Marlowe has been described as a modern knight-errant, bent on doing the right thing while surrounded by corruption and bad people doing bad things. Of course, there was usually a woman in the mix, a femme fatale who would try and use her charms to sway Marlowe into helping her out of a jam. Think of Lauren Bacall in The Big Sleep and you get the picture.

Fans of Chandler and his wisecracking detective will be happy to know that the writer Lawrence Osborne has given him new life in the novel, Only To Sleep. It is set in 1988 and finds Marlowe, now 72, retired, walking with a cane and living in Mexico where he spends his days in a bar playing cards and drinking tequila.

As the novel begins, he is enticed out of retirement by an insurance company that wants him to look into the death of a policyholder, the real estate developer Donald Zinn. He had an insurance policy worth a million dollars and the company is eager to make sure that everything is on the up and up.

Marlowe accepts the case because of what he describes as, “a summons from the depths of your own wasted past, you could call it the imperative to go out with full tilt trumpets and gunshots instead of the quietly desperate sounds of the hospital ventilator.” 

The knight-errant wants one final adventure.

This sets him off on a quest in pursuit of the truth about Zinn’s death. Before you get it into your head that Marlowe is a bit past it, it should be mentioned that his cane conceals a finely honed Japanese blade and Zinn has left behind a very attractive widow. These two elements in addition to a cast of some very shady characters make for a tale in the Chandler tradition.

In an interview, Osborne said that he was nervous about attempting a Marlowe novel.
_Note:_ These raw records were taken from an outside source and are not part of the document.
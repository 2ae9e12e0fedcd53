use crate::events::{RenderItem, SessionEvent, Selection};
use crate::services::{RenderTarget, SessionController};
use anyhow::Result;
use parking_lot::Mutex;
use std::sync::Arc;
use tokio::io::{AsyncBufReadExt, BufReader};
use tokio::signal;
use tracing::{debug, error, info, warn};

/// Что пользователь ввёл в терминальном хосте
#[derive(Debug, Clone, PartialEq, Eq)]
pub enum HostCommand {
    Event(SessionEvent),
    Help,
    Quit,
}

/// Рисует список в stdout и помнит последние элементы для выбора по номеру
#[derive(Default)]
pub struct TerminalRenderTarget {
    last_items: Mutex<Vec<RenderItem>>,
}

impl TerminalRenderTarget {
    pub fn new() -> Self {
        Self::default()
    }

    pub fn last_items(&self) -> Vec<RenderItem> {
        self.last_items.lock().clone()
    }
}

impl RenderTarget for TerminalRenderTarget {
    fn render(&self, items: Vec<RenderItem>) {
        if items.is_empty() {
            println!("  (нет окон)");
        }
        for (index, item) in items.iter().enumerate() {
            println!("{:>3}. {}  [{}]", index + 1, item.title, item.id);
        }
        *self.last_items.lock() = items;
    }

    fn hide(&self) {
        println!("  ...");
    }

    fn show_error(&self, message: &str) {
        eprintln!("  ошибка: {}", message);
    }
}

/// Разбор строки ввода.
///
/// Empty line re-enters, `/text` or plain text searches, a number selects that
/// row of the last render, `h` hides, `?` prints help and `q` quits.
pub fn parse_command(line: &str, last_items: &[RenderItem]) -> std::result::Result<HostCommand, String> {
    let line = line.trim();

    match line {
        "" => return Ok(HostCommand::Event(SessionEvent::Enter)),
        "q" | "quit" => return Ok(HostCommand::Quit),
        "h" | "hide" => return Ok(HostCommand::Event(SessionEvent::Hide)),
        "?" | "help" => return Ok(HostCommand::Help),
        _ => {}
    }

    if let Some(query) = line.strip_prefix('/') {
        return Ok(HostCommand::Event(SessionEvent::Search(query.to_string())));
    }

    if let Ok(number) = line.parse::<usize>() {
        return match number.checked_sub(1).and_then(|index| last_items.get(index)) {
            Some(item) => Ok(HostCommand::Event(SessionEvent::Select(Selection::from_item(item)))),
            None => Err(format!("нет строки с номером {}", number)),
        };
    }

    Ok(HostCommand::Event(SessionEvent::Search(line.to_string())))
}

fn print_help() {
    println!("  <Enter>  обновить список");
    println!("  текст    фильтр по заголовку (или /текст)");
    println!("  N        активировать окно из строки N");
    println!("  h        скрыть");
    println!("  q        выход");
}

/// Интерактивный цикл: stdin -> события сессии, до `q`, EOF или Ctrl+C
pub async fn run(controller: SessionController) -> Result<()> {
    let terminal = Arc::new(TerminalRenderTarget::new());
    let target: Arc<dyn RenderTarget> = terminal.clone();
    let mut lines = BufReader::new(tokio::io::stdin()).lines();

    if let Err(e) = controller.enter(target.clone()).await {
        error!("Не удалось получить список окон: {}", e);
    }

    loop {
        let line = tokio::select! {
            line = lines.next_line() => line?,
            result = signal::ctrl_c() => {
                match result {
                    Ok(()) => info!("Получен сигнал завершения (Ctrl+C)"),
                    Err(err) => error!("Ошибка при ожидании сигнала завершения: {}", err),
                }
                break;
            }
        };

        let Some(line) = line else {
            info!("stdin закрыт");
            break;
        };

        let command = match parse_command(&line, &terminal.last_items()) {
            Ok(command) => command,
            Err(message) => {
                warn!("{}", message);
                continue;
            }
        };

        match command {
            HostCommand::Quit => break,
            HostCommand::Help => print_help(),
            HostCommand::Event(SessionEvent::Select(selection)) => {
                match controller.select(selection).await {
                    Ok(activation) => {
                        match (&activation.resolved, &activation.usage) {
                            (_, Some(usage)) => {
                                println!("  -> {} (выбрано раз: {})", activation.target, usage.count)
                            }
                            (Some(_), None) => println!("  -> {} (счётчик не обновлён)", activation.target),
                            (None, None) => println!("  -> {} (окно не найдено в списке)", activation.target),
                        }
                    }
                    Err(e) => warn!("Не удалось активировать окно: {}", e),
                }
            }
            HostCommand::Event(event) => {
                // Ошибки уже показаны через show_error, сессия продолжается
                if let Err(e) = controller.dispatch(event, target.clone()).await {
                    warn!("Событие не обработано: {}", e);
                }
            }
        }
        debug!("Состояние сессии: {}", controller.state());
    }

    Ok(())
}
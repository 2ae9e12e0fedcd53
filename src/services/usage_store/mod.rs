//! UsageStore service: persistent selection counts and recency per window id,
//! on top of a document store with optimistic concurrency.

mod clock;
mod document;
mod json_file;
mod memory;
mod record;
mod store;

pub use self::clock::{Clock, SystemClock};
pub use self::document::{Document, DocumentStore, Revision};
pub use self::json_file::JsonFileDocumentStore;
pub use self::memory::MemoryDocumentStore;
pub use self::record::UsageRecord;
pub use self::store::UsageStore;

#[cfg(test)]
pub use self::clock::ManualClock;
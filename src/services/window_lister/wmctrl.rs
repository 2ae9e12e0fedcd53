use crate::config::ListerConfig;
use crate::debug_if_enabled;
use crate::error::{Result, SwitcherError};
use crate::events::WindowRecord;
use std::process::Output;
use tokio::process::Command;
use tracing::debug;

use super::parser::{parse_window_list, MalformedLinePolicy};
use super::r#trait::{FocusTarget, WindowLister};

pub struct WmctrlLister {
    command: String,
    list_args: Vec<String>,
    policy: MalformedLinePolicy,
}

impl WmctrlLister {
    pub fn new(config: &ListerConfig) -> Self {
        Self {
            command: config.command.clone(),
            list_args: config.list_args.clone(),
            policy: config.malformed_lines,
        }
    }

    async fn run(&self, args: &[&str]) -> Result<Output> {
        debug_if_enabled!("Запуск {} {:?}", self.command, args);

        let output = Command::new(&self.command)
            .args(args)
            .kill_on_drop(true)
            .output()
            .await
            .map_err(|e| {
                debug!("{} не найден или не запускается: {}", self.command, e);
                SwitcherError::external_tool(&self.command, format!("не удалось запустить: {}", e))
            })?;

        if !output.status.success() {
            let stderr = String::from_utf8_lossy(&output.stderr).trim().to_string();
            debug!("{} вернул ошибку ({}): {}", self.command, output.status, stderr);
            return Err(SwitcherError::external_tool(
                &self.command,
                format!("{}: {}", output.status, stderr),
            ));
        }

        Ok(output)
    }
}

#[async_trait::async_trait]
impl WindowLister for WmctrlLister {
    async fn list_windows(&self) -> Result<Vec<WindowRecord>> {
        let args: Vec<&str> = self.list_args.iter().map(String::as_str).collect();
        let output = self.run(&args).await?;

        let stdout = String::from_utf8_lossy(&output.stdout);
        let windows = parse_window_list(&stdout, self.policy)?;
        debug_if_enabled!("{} вернул {} окон", self.command, windows.len());

        Ok(windows)
    }

    async fn focus(&self, target: &FocusTarget) -> Result<()> {
        match target {
            FocusTarget::Id(id) => self.run(&["-i", "-a", id.as_str()]).await?,
            FocusTarget::Title(title) => self.run(&["-a", title.as_str()]).await?,
        };
        debug!("Окно активировано: {}", target);
        Ok(())
    }

    fn name(&self) -> &'static str {
        "wmctrl"
    }
}
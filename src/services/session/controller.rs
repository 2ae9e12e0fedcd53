use crate::config::SessionConfig;
use crate::error::{Result, SwitcherError};
use crate::{debug_if_enabled, switch_error};
use crate::events::{RenderItem, SessionEvent, Selection, WindowRecord};
use crate::services::ranker::Ranker;
use crate::services::usage_store::{UsageRecord, UsageStore};
use crate::services::window_lister::{FocusTarget, WindowLister};
use parking_lot::{Mutex, MutexGuard};
use std::sync::Arc;
use tokio::task::JoinHandle;
use tokio::time::{sleep, Duration};
use tracing::{debug, info, warn};

use super::render::RenderTarget;
use super::state::{FetchTicket, SessionState};

/// Итог выбора окна
#[derive(Debug, Clone, PartialEq, Eq)]
pub struct Activation {
    pub target: FocusTarget,
    pub resolved: Option<WindowRecord>,
    pub usage: Option<UsageRecord>,
}

/// Owns the list view of one host session.
///
/// Every fetch takes a [`FetchTicket`] before awaiting the lister. The result is
/// rendered only if no new session started and no newer fetch began in the
/// meantime, so late completions never overwrite a fresher list. The
/// post-activation refresh is a task owned by the session and is aborted when
/// a new session starts, a search replaces the view or another selection
/// replaces it.
#[derive(Clone)]
pub struct SessionController {
    shared: Arc<Shared>,
}

struct Shared {
    lister: Arc<dyn WindowLister>,
    usage: Arc<UsageStore>,
    ranker: Ranker,
    settings: SessionConfig,
    session: Mutex<Session>,
}

#[derive(Default)]
struct Session {
    epoch: u64,
    sequence: u64,
    state: SessionState,
    target: Option<Arc<dyn RenderTarget>>,
    pending_refresh: Option<JoinHandle<()>>,
}

impl Session {
    fn next_ticket(&mut self) -> FetchTicket {
        self.sequence += 1;
        FetchTicket {
            epoch: self.epoch,
            sequence: self.sequence,
        }
    }

    fn cancel_refresh(&mut self) {
        if let Some(handle) = self.pending_refresh.take() {
            handle.abort();
            debug!("Отложенное обновление отменено");
        }
    }

    fn start(&mut self, target: Arc<dyn RenderTarget>) {
        self.cancel_refresh();
        self.epoch += 1;
        self.target = Some(target);
        debug!("Новая сессия, эпоха {}", self.epoch);
    }
}

impl SessionController {
    pub fn new(
        lister: Arc<dyn WindowLister>,
        usage: Arc<UsageStore>,
        settings: SessionConfig,
    ) -> Self {
        info!(
            "Инициализация SessionController (lister: {}, задержка обновления: {}мс)",
            lister.name(),
            settings.refresh_delay_ms
        );

        Self {
            shared: Arc::new(Shared {
                lister,
                ranker: Ranker::new(usage.clone()),
                usage,
                settings,
                session: Mutex::new(Session::default()),
            }),
        }
    }

    fn session(&self) -> MutexGuard<'_, Session> {
        self.shared.session.lock()
    }

    pub fn state(&self) -> SessionState {
        self.session().state
    }

    pub fn epoch(&self) -> u64 {
        self.session().epoch
    }

    /// Хост открыт: новая сессия и полный ранжированный список
    pub async fn enter(&self, target: Arc<dyn RenderTarget>) -> Result<()> {
        let ticket = {
            let mut session = self.session();
            session.start(target);
            session.state = SessionState::Listing;
            session.next_ticket()
        };

        self.render_fresh(ticket, None).await
    }

    /// Новый запрос: свежий список, ранжирование и фильтр по подстроке
    pub async fn search(&self, query: &str, target: Arc<dyn RenderTarget>) -> Result<()> {
        let ticket = {
            let mut session = self.session();
            let same_target = session
                .target
                .as_ref()
                .is_some_and(|current| Arc::ptr_eq(current, &target));
            if same_target {
                // Иначе обновление после select затрёт отфильтрованный список
                session.cancel_refresh();
            } else {
                session.start(target);
            }
            session.state = if query.trim().is_empty() {
                SessionState::Listing
            } else {
                SessionState::Filtering
            };
            session.next_ticket()
        };

        self.render_fresh(ticket, Some(query)).await
    }

    /// Активация выбранного окна.
    ///
    /// Usage tracking is best-effort: a failed fetch or store write is logged and
    /// focusing still happens, falling back to the literal selected title.
    pub async fn select(&self, selection: Selection) -> Result<Activation> {
        let (epoch, target) = {
            let mut session = self.session();
            session.state = SessionState::Activating;
            session.cancel_refresh();
            (session.epoch, session.target.clone())
        };

        info!("Выбрано окно: {}", selection);
        if let Some(target) = &target {
            target.hide();
        }

        let resolved = match self.shared.lister.list_windows().await {
            Ok(windows) => resolve_selection(&windows, &selection),
            Err(e) => {
                warn!("Не удалось получить список окон при выборе: {}", e);
                None
            }
        };

        let usage = match &resolved {
            Some(window) => match self.record_usage(window).await {
                Ok(record) => Some(record),
                Err(e) => {
                    warn!("Не удалось записать использование {}: {}", window, e);
                    None
                }
            },
            None => {
                debug!("Окно {} не найдено в текущем списке, счётчик не меняется", selection);
                None
            }
        };

        let focus_target = match &resolved {
            Some(window) => FocusTarget::Id(window.id.clone()),
            None => FocusTarget::Title(selection.title.clone()),
        };

        let focus_result = self.shared.lister.focus(&focus_target).await;
        self.schedule_refresh(epoch);

        if let Err(e) = focus_result {
            warn!("Не удалось активировать окно {}: {}", focus_target, e);
            if self.shared.settings.focus_errors_fatal {
                return Err(e);
            }
        }

        Ok(Activation {
            target: focus_target,
            resolved,
            usage,
        })
    }

    /// Хост скрыт. Отложенное обновление не отменяется: select сам скрывает хост,
    /// а обновлённый список нужен к следующему показу.
    pub fn hide(&self) {
        let mut session = self.session();
        session.state = SessionState::Idle;
        debug!("Хост скрыт, эпоха {}", session.epoch);
    }

    pub async fn dispatch(&self, event: SessionEvent, target: Arc<dyn RenderTarget>) -> Result<()> {
        debug_if_enabled!("Событие сессии: {}", event);
        match event {
            SessionEvent::Enter => self.enter(target).await,
            SessionEvent::Search(query) => self.search(&query, target).await,
            SessionEvent::Select(selection) => self.select(selection).await.map(|_| ()),
            SessionEvent::Hide => {
                self.hide();
                Ok(())
            }
        }
    }

    /// Файловое хранилище пишет на диск: запись идёт в блокирующем пуле
    async fn record_usage(&self, window: &WindowRecord) -> Result<UsageRecord> {
        let usage = self.shared.usage.clone();
        let (id, title) = (window.id.clone(), window.title.clone());

        tokio::task::spawn_blocking(move || usage.record_usage(&id, &title))
            .await
            .map_err(|e| switch_error!(store, "Задача записи использования прервана: {}", e))?
    }

    fn schedule_refresh(&self, epoch: u64) {
        let controller = self.clone();
        let delay = Duration::from_millis(self.shared.settings.refresh_delay_ms);

        let handle = tokio::spawn(async move {
            sleep(delay).await;
            controller.refresh(epoch).await;
        });

        let mut session = self.session();
        if session.epoch == epoch {
            session.cancel_refresh();
            session.pending_refresh = Some(handle);
        } else {
            handle.abort();
        }
    }

    async fn refresh(&self, epoch: u64) {
        let ticket = {
            let mut session = self.session();
            if session.epoch != epoch || session.target.is_none() {
                debug!("Отложенное обновление для эпохи {} устарело", epoch);
                return;
            }
            session.state = SessionState::Listing;
            session.next_ticket()
        };

        if let Err(e) = self.render_fresh(ticket, None).await {
            warn!("Отложенное обновление списка не удалось: {}", e);
        }
    }

    async fn fetch_ranked(&self) -> Result<Vec<WindowRecord>> {
        let windows = self.shared.lister.list_windows().await?;
        self.shared.ranker.rank(windows)
    }

    /// Цель отрисовки, если билет всё ещё актуален
    fn current_target(&self, ticket: FetchTicket) -> Option<Arc<dyn RenderTarget>> {
        let session = self.session();
        if session.epoch == ticket.epoch && session.sequence == ticket.sequence {
            session.target.clone()
        } else {
            None
        }
    }

    async fn render_fresh(&self, ticket: FetchTicket, query: Option<&str>) -> Result<()> {
        let windows = match self.fetch_ranked().await {
            Ok(windows) => windows,
            Err(e) => {
                if let Some(target) = self.current_target(ticket) {
                    target.show_error(&e.to_string());
                }
                return Err(e);
            }
        };

        let windows = match query {
            Some(query) => Ranker::filter(windows, query),
            None => windows,
        };
        let items: Vec<RenderItem> = windows.iter().map(WindowRecord::to_render_item).collect();

        match self.current_target(ticket) {
            Some(target) => {
                debug_if_enabled!("Отрисовка {} элементов (эпоха {})", items.len(), ticket.epoch);
                target.render(items);
            }
            None => debug!(
                "Результат запроса #{} эпохи {} устарел, отбрасываем",
                ticket.sequence, ticket.epoch
            ),
        }

        Ok(())
    }
}

/// Сначала по идентификатору, затем по заголовку (первое совпадение)
fn resolve_selection(windows: &[WindowRecord], selection: &Selection) -> Option<WindowRecord> {
    if let Some(id) = &selection.id {
        if let Some(window) = windows.iter().find(|w| &w.id == id) {
            return Some(window.clone());
        }
        debug!("Окно {} закрыто или пересоздано, ищем по заголовку", id);
    }

    let matches: Vec<&WindowRecord> = windows
        .iter()
        .filter(|w| w.title == selection.title)
        .collect();

    if matches.len() > 1 {
        let ambiguity = SwitcherError::AmbiguousTitle {
            title: selection.title.clone(),
            matches: matches.len(),
        };
        warn!("{}; берём первое окно {}", ambiguity, matches[0].id);
    }

    matches.first().map(|w| (*w).clone())
}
He didn’t want to write a 1940s or 50s period piece but rather something that would provide a different version of Marlowe. He succeeded.

This is a Marlowe who is introspective, world weary and nostalgic for the past. He looks at the world through a jaundiced eye and doesn’t like what he sees. But he is still dogged in his pursuit of the truth, refuses to back down when threatened and can still crack wise with the best of them. 

Marlowe may be 70-plus but this old dog can still hunt and, when necessary, bite. Remember that cane!

Basil Guinane is a recently retired associate dean of the School of Media Studies at Humber college, a former librarian and an avid reader.